◆ Task instructions: Find the line that contains "kind arrives first.", then repeat it and each line after it to the end of the records, exactly.

Top of Given records

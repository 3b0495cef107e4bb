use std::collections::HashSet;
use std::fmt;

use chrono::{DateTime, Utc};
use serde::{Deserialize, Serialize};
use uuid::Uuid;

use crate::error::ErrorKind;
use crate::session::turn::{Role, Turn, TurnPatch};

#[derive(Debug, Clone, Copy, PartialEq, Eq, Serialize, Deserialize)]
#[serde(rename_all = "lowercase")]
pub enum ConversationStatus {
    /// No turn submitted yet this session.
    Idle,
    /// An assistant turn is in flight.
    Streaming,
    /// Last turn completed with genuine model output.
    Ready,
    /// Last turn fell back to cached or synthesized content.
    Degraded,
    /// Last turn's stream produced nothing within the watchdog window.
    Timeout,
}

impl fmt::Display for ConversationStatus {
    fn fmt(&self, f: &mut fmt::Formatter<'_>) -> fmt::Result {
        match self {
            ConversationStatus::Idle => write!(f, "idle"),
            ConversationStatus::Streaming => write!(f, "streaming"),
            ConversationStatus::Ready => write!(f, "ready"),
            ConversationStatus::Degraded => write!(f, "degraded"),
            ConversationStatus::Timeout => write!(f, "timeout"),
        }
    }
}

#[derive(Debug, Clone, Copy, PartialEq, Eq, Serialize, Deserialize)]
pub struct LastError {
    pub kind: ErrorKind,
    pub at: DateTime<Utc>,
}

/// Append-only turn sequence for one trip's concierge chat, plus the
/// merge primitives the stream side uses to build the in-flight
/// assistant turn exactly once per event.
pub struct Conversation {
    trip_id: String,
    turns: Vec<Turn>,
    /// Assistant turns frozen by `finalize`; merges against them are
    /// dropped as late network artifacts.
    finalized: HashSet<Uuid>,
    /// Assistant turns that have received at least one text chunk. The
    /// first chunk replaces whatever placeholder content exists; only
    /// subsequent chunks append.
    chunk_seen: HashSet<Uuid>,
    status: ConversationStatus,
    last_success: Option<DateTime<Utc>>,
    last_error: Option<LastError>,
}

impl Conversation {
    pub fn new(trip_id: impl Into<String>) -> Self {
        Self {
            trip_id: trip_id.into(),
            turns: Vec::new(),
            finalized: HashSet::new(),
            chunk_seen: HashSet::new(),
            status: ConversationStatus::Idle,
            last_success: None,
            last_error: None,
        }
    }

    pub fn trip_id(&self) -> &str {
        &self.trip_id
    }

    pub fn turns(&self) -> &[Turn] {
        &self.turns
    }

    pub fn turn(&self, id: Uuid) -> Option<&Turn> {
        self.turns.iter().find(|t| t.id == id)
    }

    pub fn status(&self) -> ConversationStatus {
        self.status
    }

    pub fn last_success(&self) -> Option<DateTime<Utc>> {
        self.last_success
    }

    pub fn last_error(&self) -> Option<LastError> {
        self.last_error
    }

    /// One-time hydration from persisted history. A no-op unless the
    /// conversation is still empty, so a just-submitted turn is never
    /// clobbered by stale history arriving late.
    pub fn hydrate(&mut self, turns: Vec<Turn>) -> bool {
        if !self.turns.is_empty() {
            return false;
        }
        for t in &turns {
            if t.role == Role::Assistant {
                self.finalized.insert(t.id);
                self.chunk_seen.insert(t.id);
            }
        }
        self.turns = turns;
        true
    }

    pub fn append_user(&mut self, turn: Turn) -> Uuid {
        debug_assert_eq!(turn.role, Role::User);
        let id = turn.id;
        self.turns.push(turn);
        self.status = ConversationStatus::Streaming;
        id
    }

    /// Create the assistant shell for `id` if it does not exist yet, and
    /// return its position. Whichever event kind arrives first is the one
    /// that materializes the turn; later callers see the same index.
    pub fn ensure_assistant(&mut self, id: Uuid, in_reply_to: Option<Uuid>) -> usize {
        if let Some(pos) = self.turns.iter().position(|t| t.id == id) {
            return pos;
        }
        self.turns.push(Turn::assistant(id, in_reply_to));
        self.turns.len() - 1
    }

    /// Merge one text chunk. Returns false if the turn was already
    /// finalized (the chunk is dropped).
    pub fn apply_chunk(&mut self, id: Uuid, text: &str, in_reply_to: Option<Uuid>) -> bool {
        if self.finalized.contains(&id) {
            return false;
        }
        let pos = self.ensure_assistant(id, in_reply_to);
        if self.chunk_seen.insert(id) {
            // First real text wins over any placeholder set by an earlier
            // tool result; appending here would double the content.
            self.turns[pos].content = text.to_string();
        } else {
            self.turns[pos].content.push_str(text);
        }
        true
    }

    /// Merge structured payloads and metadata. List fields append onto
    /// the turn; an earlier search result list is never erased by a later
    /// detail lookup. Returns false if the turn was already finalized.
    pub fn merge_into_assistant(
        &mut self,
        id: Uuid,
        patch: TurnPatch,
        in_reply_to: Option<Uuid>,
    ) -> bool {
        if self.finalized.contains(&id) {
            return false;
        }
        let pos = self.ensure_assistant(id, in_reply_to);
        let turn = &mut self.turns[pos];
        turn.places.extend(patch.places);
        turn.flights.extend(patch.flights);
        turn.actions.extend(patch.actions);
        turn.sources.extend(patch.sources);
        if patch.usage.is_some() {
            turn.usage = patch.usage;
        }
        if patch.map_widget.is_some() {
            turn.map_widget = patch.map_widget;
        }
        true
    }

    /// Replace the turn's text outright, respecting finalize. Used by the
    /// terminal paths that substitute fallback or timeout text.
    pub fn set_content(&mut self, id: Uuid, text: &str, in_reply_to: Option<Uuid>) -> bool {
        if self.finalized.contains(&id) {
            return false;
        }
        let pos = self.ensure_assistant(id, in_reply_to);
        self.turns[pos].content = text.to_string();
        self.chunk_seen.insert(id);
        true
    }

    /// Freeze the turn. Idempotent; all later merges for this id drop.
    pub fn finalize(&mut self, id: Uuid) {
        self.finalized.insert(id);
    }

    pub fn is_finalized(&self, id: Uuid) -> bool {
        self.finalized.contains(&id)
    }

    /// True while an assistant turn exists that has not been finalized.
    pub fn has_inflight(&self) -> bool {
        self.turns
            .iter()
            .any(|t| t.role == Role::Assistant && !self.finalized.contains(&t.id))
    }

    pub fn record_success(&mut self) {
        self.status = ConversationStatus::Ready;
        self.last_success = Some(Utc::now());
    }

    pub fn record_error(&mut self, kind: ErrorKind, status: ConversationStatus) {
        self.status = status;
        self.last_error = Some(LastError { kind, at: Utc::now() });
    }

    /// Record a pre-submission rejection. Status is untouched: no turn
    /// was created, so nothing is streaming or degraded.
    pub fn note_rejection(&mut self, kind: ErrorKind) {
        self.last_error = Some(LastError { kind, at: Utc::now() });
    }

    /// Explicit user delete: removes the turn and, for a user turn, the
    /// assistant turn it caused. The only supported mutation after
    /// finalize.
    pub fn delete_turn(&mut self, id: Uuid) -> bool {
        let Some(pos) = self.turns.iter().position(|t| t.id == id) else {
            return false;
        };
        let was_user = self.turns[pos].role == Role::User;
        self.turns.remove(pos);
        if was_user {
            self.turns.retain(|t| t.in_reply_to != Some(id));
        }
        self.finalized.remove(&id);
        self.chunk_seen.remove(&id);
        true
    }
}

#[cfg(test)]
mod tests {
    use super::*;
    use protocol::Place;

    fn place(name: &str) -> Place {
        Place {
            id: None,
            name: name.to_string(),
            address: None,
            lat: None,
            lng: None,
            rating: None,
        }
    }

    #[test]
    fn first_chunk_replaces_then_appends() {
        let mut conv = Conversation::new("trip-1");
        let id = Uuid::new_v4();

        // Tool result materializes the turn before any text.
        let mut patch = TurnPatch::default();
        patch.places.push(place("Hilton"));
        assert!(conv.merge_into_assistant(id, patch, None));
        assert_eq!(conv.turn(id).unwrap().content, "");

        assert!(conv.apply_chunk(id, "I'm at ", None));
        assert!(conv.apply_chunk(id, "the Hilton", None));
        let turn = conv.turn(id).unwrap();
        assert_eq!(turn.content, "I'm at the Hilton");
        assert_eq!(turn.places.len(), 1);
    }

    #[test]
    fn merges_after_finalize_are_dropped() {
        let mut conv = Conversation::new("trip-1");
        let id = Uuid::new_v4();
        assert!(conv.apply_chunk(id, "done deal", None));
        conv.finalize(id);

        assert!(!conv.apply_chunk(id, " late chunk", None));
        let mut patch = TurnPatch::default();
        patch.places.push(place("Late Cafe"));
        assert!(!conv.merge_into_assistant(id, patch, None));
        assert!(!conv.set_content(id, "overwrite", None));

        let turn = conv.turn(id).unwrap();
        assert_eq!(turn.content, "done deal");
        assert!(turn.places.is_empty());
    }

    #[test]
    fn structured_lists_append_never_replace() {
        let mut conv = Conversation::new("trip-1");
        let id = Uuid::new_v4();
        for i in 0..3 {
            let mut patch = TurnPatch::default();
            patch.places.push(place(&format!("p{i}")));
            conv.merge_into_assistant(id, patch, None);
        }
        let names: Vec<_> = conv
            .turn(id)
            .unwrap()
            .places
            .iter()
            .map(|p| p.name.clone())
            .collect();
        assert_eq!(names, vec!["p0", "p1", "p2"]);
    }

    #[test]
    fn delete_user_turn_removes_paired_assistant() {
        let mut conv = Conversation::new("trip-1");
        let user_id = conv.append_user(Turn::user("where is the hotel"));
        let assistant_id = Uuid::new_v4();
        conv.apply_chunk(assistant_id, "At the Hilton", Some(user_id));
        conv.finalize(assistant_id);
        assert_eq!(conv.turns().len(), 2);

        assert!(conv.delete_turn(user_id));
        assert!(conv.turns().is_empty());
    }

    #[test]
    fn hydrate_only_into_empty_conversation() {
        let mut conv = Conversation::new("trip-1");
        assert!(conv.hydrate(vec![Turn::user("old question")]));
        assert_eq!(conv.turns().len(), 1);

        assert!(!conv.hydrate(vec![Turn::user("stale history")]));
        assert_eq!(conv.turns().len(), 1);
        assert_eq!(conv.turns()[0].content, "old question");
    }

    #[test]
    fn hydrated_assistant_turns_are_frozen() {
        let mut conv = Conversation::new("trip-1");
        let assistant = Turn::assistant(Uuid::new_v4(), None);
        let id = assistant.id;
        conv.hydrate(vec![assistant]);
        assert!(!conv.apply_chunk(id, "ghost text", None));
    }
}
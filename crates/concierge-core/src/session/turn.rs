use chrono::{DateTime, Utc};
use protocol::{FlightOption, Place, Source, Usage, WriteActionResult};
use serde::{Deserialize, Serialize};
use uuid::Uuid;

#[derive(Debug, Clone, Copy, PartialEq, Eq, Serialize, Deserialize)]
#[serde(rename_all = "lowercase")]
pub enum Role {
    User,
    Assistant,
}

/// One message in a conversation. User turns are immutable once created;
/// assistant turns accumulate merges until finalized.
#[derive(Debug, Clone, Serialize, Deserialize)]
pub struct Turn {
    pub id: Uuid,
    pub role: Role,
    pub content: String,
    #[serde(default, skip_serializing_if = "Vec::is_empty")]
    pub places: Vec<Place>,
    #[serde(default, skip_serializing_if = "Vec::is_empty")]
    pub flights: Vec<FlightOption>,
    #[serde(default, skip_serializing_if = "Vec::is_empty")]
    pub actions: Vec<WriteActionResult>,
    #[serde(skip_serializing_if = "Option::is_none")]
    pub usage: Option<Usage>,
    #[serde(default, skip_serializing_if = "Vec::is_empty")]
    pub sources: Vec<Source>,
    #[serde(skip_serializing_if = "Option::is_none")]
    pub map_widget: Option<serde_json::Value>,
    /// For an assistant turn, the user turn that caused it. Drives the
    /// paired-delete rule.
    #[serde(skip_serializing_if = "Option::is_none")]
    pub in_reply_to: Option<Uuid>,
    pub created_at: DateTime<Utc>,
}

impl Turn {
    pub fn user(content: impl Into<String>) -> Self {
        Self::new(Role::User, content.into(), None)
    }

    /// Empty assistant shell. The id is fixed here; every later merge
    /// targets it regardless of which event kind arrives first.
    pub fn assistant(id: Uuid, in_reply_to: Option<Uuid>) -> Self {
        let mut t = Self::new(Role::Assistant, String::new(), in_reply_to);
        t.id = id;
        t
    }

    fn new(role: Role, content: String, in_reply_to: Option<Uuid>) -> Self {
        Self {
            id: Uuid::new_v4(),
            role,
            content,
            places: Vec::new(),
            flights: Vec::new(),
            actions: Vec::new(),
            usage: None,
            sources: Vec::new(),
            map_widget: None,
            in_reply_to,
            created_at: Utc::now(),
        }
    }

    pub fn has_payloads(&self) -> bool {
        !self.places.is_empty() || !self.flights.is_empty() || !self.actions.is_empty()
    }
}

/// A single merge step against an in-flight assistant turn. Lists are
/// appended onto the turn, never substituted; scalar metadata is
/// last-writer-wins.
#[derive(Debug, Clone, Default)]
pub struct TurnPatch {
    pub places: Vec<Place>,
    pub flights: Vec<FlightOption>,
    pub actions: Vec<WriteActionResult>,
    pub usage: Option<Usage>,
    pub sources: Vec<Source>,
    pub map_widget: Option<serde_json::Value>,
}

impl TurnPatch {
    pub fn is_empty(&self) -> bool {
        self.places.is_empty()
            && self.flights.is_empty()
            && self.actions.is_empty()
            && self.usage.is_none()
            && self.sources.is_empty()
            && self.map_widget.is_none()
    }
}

Bottom of Given records

◆ The completed task:
    /// targets it regardless of which event kind arrives first.
    pub fn assistant(id: Uuid, in_reply_to: Option<Uuid>) -> Self {
        let mut t = Self::new(Role::Assistant, String::new(), in_reply_to);
        t.id = id;
        t
    }

    fn new(role: Role, content: String, in_reply_to: Option<Uuid>) -> Self {
        Self {
            id: Uuid::new_v4(),
            role,
            content,
            places: Vec::new(),
            flights: Vec::new(),
            actions: Vec::new(),
            usage: None,
            sources: Vec::new(),
            map_widget: None,
            in_reply_to,
            created_at: Utc::now(),
        }
    }

    pub fn has_payloads(&self) -> bool {
        !self.places.is_empty() || !self.flights.is_empty() || !self.actions.is_empty()
    }
}

/// A single merge step against an in-flight assistant turn. Lists are
/// appended onto the turn, never substituted; scalar metadata is
/// last-writer-wins.
#[derive(Debug, Clone, Default)]
pub struct TurnPatch {
    pub places: Vec<Place>,
    pub flights: Vec<FlightOption>,
    pub actions: Vec<WriteActionResult>,
    pub usage: Option<Usage>,
    pub sources: Vec<Source>,
    pub map_widget: Option<serde_json::Value>,
}

impl TurnPatch {
    pub fn is_empty(&self) -> bool {
        self.places.is_empty()
            && self.flights.is_empty()
            && self.actions.is_empty()
            && self.usage.is_none()
            && self.sources.is_empty()
            && self.map_widget.is_none()
    }
}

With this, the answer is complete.